# [REQUIRED WORK]
Check every line of the material below, and show those that contain "base".

*** Opening PROVIDED INFORMATION ***

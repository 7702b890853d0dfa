//! Logging setup
//!
//! - Switch mode and `--foreground`: `tracing_subscriber` to stderr.
//! - Background interactive mode: non-blocking file writer in the XDG state dir.
//!
//! `RUST_LOG` overrides the configured level; otherwise the filter is
//! `audio_switcher=<level>` so only this crate logs at that level.

use color_eyre::eyre::{Context, ContextCompat, Result};
use std::fs;
use std::path::PathBuf;
use tracing_appender::non_blocking::WorkerGuard;
use tracing_subscriber::EnvFilter;

/// Where log output goes
#[derive(Debug, Clone, Copy, PartialEq, Eq)]
pub enum LogTarget {
    Stderr,
    File,
}

const LOG_FILE_NAME: &str = "audio-switcher.log";

fn env_filter(level: &str) -> EnvFilter {
    EnvFilter::try_from_default_env()
        .unwrap_or_else(|_| EnvFilter::new(format!("audio_switcher={level}")))
}

/// Directory holding the log file (`$XDG_STATE_HOME/audio-switcher`)
///
/// # Errors
/// Returns an error if no state or cache directory can be determined.
pub fn log_dir() -> Result<PathBuf> {
    let base = dirs::state_dir()
        .or_else(dirs::cache_dir)
        .context("Could not determine state directory for logs")?;
    Ok(base.join("audio-switcher"))
}

/// Install the global subscriber
///
/// The returned guard flushes the file writer on drop; hold it for the process
/// lifetime. It is `None` for stderr output.
///
/// # Errors
/// Returns an error if the log directory cannot be created.
pub fn init(target: LogTarget, level: &str) -> Result<Option<WorkerGuard>> {
    match target {
        LogTarget::Stderr => {
            tracing_subscriber::fmt()
                .with_env_filter(env_filter(level))
                .with_writer(std::io::stderr)
                .init();
            Ok(None)
        }
        LogTarget::File => {
            let dir = log_dir()?;
            fs::create_dir_all(&dir)
                .with_context(|| format!("Failed to create log dir: {}", dir.display()))?;

            let appender = tracing_appender::rolling::never(&dir, LOG_FILE_NAME);
            let (writer, guard) = tracing_appender::non_blocking(appender);

            tracing_subscriber::fmt()
                .with_env_filter(env_filter(level))
                .with_writer(writer)
                .with_ansi(false)
                .init();
            Ok(Some(guard))
        }
    }
}

#[cfg(test)]
mod tests {
    use super::*;

    #[test]
    fn test_log_dir_is_app_specific() {
        let dir = log_dir().unwrap();
        assert!(dir.ends_with("audio-switcher"));
    }
}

*** Closing PROVIDED INFORMATION ***

# [ANSWER SECTION]
    let base = dirs::state_dir()
    Ok(base.join("audio-switcher"))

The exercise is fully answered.